A painting style in which paint is applied in thick, textural passages that stands out from the surface. Popularised during the seventeenth century, the painterly technique has remained a vital element of modern and contemporary practices.
History of the Technique
Impasto painting styles first emerged during the Venetian Renaissance through Titian and Tintoretto, who both created complex figurative scenes exploring how the sensuous properties of paint could convey light rippling off soft skin or cascading drapery. Titian’s ‘Poesie’ series including Diana and Actaeon, 1556-1559, demonstrate the mastery of paint he had achieved by his late career.
Throughout the Baroque period of the seventeenth-century artists increasingly experimented with looser, expressive styles of paint including Rembrandt van Rijn, Frans Hals, Diego Velázquez and Peter Paul Rubens, who each carefully incorporated passages of impasto into their portrayals of rumpled skin, sumptuous fabrics and glistening jewellery; the textured, fine wrinkles of aging skin are particularly remarkable in Rubens's A Study of a Head, of around 1618.
In nineteenth-century landscape, naturalist and romantic painting, impasto emerged as an important feature, allowing artists to convey the raw, rugged tumble of rocks, soil and cliff faces with a rough, experimental energy, as exemplified in John Constable’s sprawling British scenery such as Vale of Dedham, 1828.
Expressionism and Abstraction
Throughout the twentieth century, impasto painting became a defining feature of Modernist art, demonstrating a widespread belief that the physical objectivity of the painted object was more important than pictorial illusionism. Thick passages of expressive paint also held the possibility for conveying the turbulent emotions of the artist’s inner mind, as seen in paintings by Vincent van Gogh and the French Fauve painters Andre Derain and Maurice de Vlaminck. As the century progressed impasto painting techniques were pushed into ever more daring and adventurous territory. Some artists made paintings that were so thickly pasted with three-dimensional paint that they began to resemble sculptural objects, including Frank Auerbach, Jean Dubuffet and Leon Kossoff.

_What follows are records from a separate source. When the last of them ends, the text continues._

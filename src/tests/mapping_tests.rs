//! tests/mapping_tests.rs
//! Mapas de campos, helpers de respuesta y backoff.

use std::fs;

use reqwest::header::{HeaderMap, HeaderValue, CONTENT_RANGE};
use serde_json::json;
use uuid::Uuid;

use crate::config::app_config::SyncSettings;
use crate::models::mapping_model::{Fallback, FieldMap, FieldRule, Transform};
use crate::models::sync_model::{SyncDirection, SyncRequestKind};
use crate::services::field_mapping::{
    apply, default_asset_map, default_customer_map, is_truthy, label, load_field_maps, source_id,
};
use crate::services::remote::{content_range_total, records_from, target_id};
use crate::services::retry::backoff_delay;

#[test]
fn test_customer_map_prefers_first_truthy_source() {
    let map = default_customer_map();
    let record = json!({
        "userid": "42",
        "id": 7,
        "company": "",
        "name": "Acme Ltd",
        "address": null,
        "billing_street": "Main St 1",
        "phonenumber": "555-0100"
    });

    let payload = apply(&map, &record);
    assert_eq!(payload["name"], json!("Acme Ltd"));
    assert_eq!(payload["comment"], json!("Main St 1"));
    assert_eq!(payload["phonenumber"], json!("555-0100"));
    assert_eq!(payload["email"], json!(""));
    assert_eq!(source_id(&map, &record).as_deref(), Some("42"));
    assert_eq!(label(&map, &record).as_deref(), Some("Acme Ltd"));
}

#[test]
fn test_customer_map_fallback_name() {
    let payload = apply(&default_customer_map(), &json!({ "id": 3 }));
    assert_eq!(payload["name"], json!("Unnamed customer"));
}

#[test]
fn test_asset_map_fallbacks() {
    let map = default_asset_map();
    let payload = apply(&map, &json!({ "id": 12, "states_id": 0, "serial": "SN-1" }));

    assert_eq!(payload["name"], json!("Asset-12"));
    assert_eq!(payload["status"], json!(1));
    assert_eq!(payload["serial"], json!("SN-1"));
    assert_eq!(payload["ticketing_id"], json!(12));
    assert_eq!(payload["model"], json!(""));

    // Sin id, el campo de correlación queda null
    let orphan = apply(&map, &json!({ "name": "PC" }));
    assert_eq!(orphan["ticketing_id"], json!(null));
}

#[test]
fn test_truthiness() {
    for falsy in [json!(null), json!(""), json!(0), json!(0.0), json!(false)] {
        assert!(!is_truthy(&falsy), "{} should be falsy", falsy);
    }
    for truthy in [json!("0"), json!(1), json!(true), json!([]), json!({})] {
        assert!(is_truthy(&truthy), "{} should be truthy", truthy);
    }
}

#[test]
fn test_transforms_skip_fallbacks() {
    let map = FieldMap {
        id_fields: vec!["id".to_string()],
        label_fields: vec![],
        rules: vec![
            FieldRule {
                target: "email".to_string(),
                sources: vec!["email".to_string()],
                fallback: Fallback::Text("NONE".to_string()),
                transform: Transform::Lowercase,
            },
            FieldRule {
                target: "code".to_string(),
                sources: vec!["code".to_string()],
                fallback: Fallback::Null,
                transform: Transform::Stringify,
            },
        ],
    };

    let payload = apply(&map, &json!({ "email": "A@B.COM", "code": 15 }));
    assert_eq!(payload, json!({ "email": "a@b.com", "code": "15" }));

    let payload = apply(&map, &json!({}));
    assert_eq!(payload, json!({ "email": "NONE", "code": null }));
}

#[test]
fn test_load_field_maps_from_file() {
    let path = std::env::temp_dir().join(format!("field-map-{}.json", Uuid::new_v4()));
    let body = json!({
        "customer": {
            "id_fields": ["id"],
            "label_fields": ["name"],
            "rules": [
                { "target": "name", "sources": ["name"], "transform": "trim" }
            ]
        },
        "asset": {
            "id_fields": ["id"],
            "label_fields": ["name"],
            "rules": [
                {
                    "target": "label",
                    "sources": ["name"],
                    "fallback": { "kind": "prefixed_id", "value": "PC-" }
                }
            ]
        }
    });
    fs::write(&path, body.to_string()).unwrap();

    let maps = load_field_maps(Some(path.as_path())).unwrap();
    fs::remove_file(&path).ok();

    assert_eq!(maps.customer.rules[0].fallback, Fallback::Empty);
    assert_eq!(maps.customer.rules[0].transform, Transform::Trim);
    assert_eq!(
        apply(&maps.customer, &json!({ "name": "  Acme  " })),
        json!({ "name": "Acme" })
    );
    assert_eq!(
        apply(&maps.asset, &json!({ "id": 5 })),
        json!({ "label": "PC-5" })
    );
}

#[test]
fn test_load_field_maps_missing_file_fails() {
    let path = std::env::temp_dir().join(format!("missing-{}.json", Uuid::new_v4()));
    assert!(load_field_maps(Some(path.as_path())).is_err());
    assert_eq!(load_field_maps(None).unwrap().asset.rules.len(), 10);
}

#[test]
fn test_records_from_shapes() {
    assert_eq!(records_from(json!([1, 2])).unwrap().len(), 2);
    assert_eq!(records_from(json!({ "data": [1] })).unwrap().len(), 1);
    assert!(records_from(json!({ "items": [] })).is_err());
    assert!(records_from(json!("nope")).is_err());
}

#[test]
fn test_target_id_extraction() {
    assert_eq!(target_id(&json!({ "id": 501 })).as_deref(), Some("501"));
    assert_eq!(target_id(&json!({ "data": { "id": "A-1" } })).as_deref(), Some("A-1"));
    assert_eq!(target_id(&json!({ "id": "" })), None);
    assert_eq!(target_id(&json!({ "message": "ok" })), None);
}

#[test]
fn test_content_range_total() {
    let mut headers = HeaderMap::new();
    assert_eq!(content_range_total(&headers), None);
    headers.insert(CONTENT_RANGE, HeaderValue::from_static("0-49/120"));
    assert_eq!(content_range_total(&headers), Some(120));
}

#[test]
fn test_backoff_is_bounded() {
    let settings = SyncSettings {
        backoff_base_ms: 100,
        backoff_max_ms: 1000,
        ..SyncSettings::default()
    };
    for attempt in 1..10 {
        let delay = backoff_delay(&settings, attempt).as_millis() as u64;
        let cap = (100u64 << (attempt - 1)).min(1000);
        assert!(delay >= cap / 2 && delay <= cap, "attempt {}: {}", attempt, delay);
    }
}

#[test]
fn test_sync_request_kind_parsing() {
    assert_eq!(
        "crm-to-ticketing".parse::<SyncRequestKind>().unwrap(),
        SyncRequestKind::One(SyncDirection::CrmToTicketing)
    );
    assert_eq!(
        "bidirectional".parse::<SyncRequestKind>().unwrap().directions(),
        vec![SyncDirection::CrmToTicketing, SyncDirection::TicketingToCrm]
    );
    assert!("sideways".parse::<SyncRequestKind>().is_err());
}
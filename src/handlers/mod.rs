//! handlers/mod.rs
//! Handlers HTTP y helpers compartidos (identidad del usuario, errores).

pub mod configuration_handler;
pub mod log_handler;
pub mod sync_handler;

use actix_web::{HttpRequest, HttpResponse};
use serde_json::json;

use crate::errors::SyncError;

/// Header que pone el proveedor de autenticación delante de este servicio.
pub const USER_ID_HEADER: &str = "X-User-Id";

pub fn user_id(req: &HttpRequest) -> Result<String, HttpResponse> {
    req.headers()
        .get(USER_ID_HEADER)
        .and_then(|v| v.to_str().ok())
        .map(str::trim)
        .filter(|v| !v.is_empty())
        .map(str::to_string)
        .ok_or_else(|| {
            HttpResponse::Unauthorized().json(json!({
                "success": false,
                "error": format!("Missing {} header", USER_ID_HEADER)
            }))
        })
}

pub fn bad_request(message: impl std::fmt::Display) -> HttpResponse {
    HttpResponse::BadRequest().json(json!({
        "success": false,
        "error": message.to_string()
    }))
}

pub fn internal_error(e: &anyhow::Error) -> HttpResponse {
    log::error!("Internal error: {:?}", e);
    HttpResponse::InternalServerError().json(json!({
        "success": false,
        "error": "Internal server error",
        "details": format!("{:#}", e)
    }))
}

pub fn error_response(e: &SyncError) -> HttpResponse {
    let body = json!({
        "success": false,
        "error": e.to_string()
    });
    match e {
        SyncError::Configuration(_) | SyncError::Validation(_) => {
            HttpResponse::BadRequest().json(body)
        }
        SyncError::RunInProgress(_) => HttpResponse::Conflict().json(body),
        SyncError::Storage(inner) => internal_error(inner),
        SyncError::Transport(_)
        | SyncError::Remote { .. }
        | SyncError::InvalidResponse(_)
        | SyncError::Session(_)
        | SyncError::SourceFetch(_) => HttpResponse::BadGateway().json(body),
    }
}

Abstract Expressionists and Action Painters throughout the 1950s and 1960s embraced impasto surfaces to convey the physical movement of their bodies as well as emphasising the objectivity of their flat, expressive paintings, including Jackson Pollock, Willem de Kooning and Karel Appel, who applied paint to canvas directly from the tube and smeared it with his hands.
Neo Expressionism and Beyond
Impasto painting was a defining feature in the Neo-Expressionist art of the 1980s, particularly in Germany, with artists adopting textural surfaces to convey emotive or conceptual ideas. Anselm Kiefer made worn surfaces that conveyed the painful past lingering over Postwar Germany, while Georg Baselitz painted deliberately crude, aggressive shards of thick paint in bold colours to convey angst-ridden emotions as seen in Kopfkissen (Pillow), 1987. While artists in contemporary times have moved beyond the purity of twentieth century expressionism, many of today’s painters combine impasto techniques with other processes and techniques. German painter Gerhard Richter’s abstract paintings combine thick, aqueous streaks of oil paint with conceptual systems of production, while Scottish painter Peter Doig creates complex tableaus that unite photoreal fragments with an abstract, expressive language of impasto.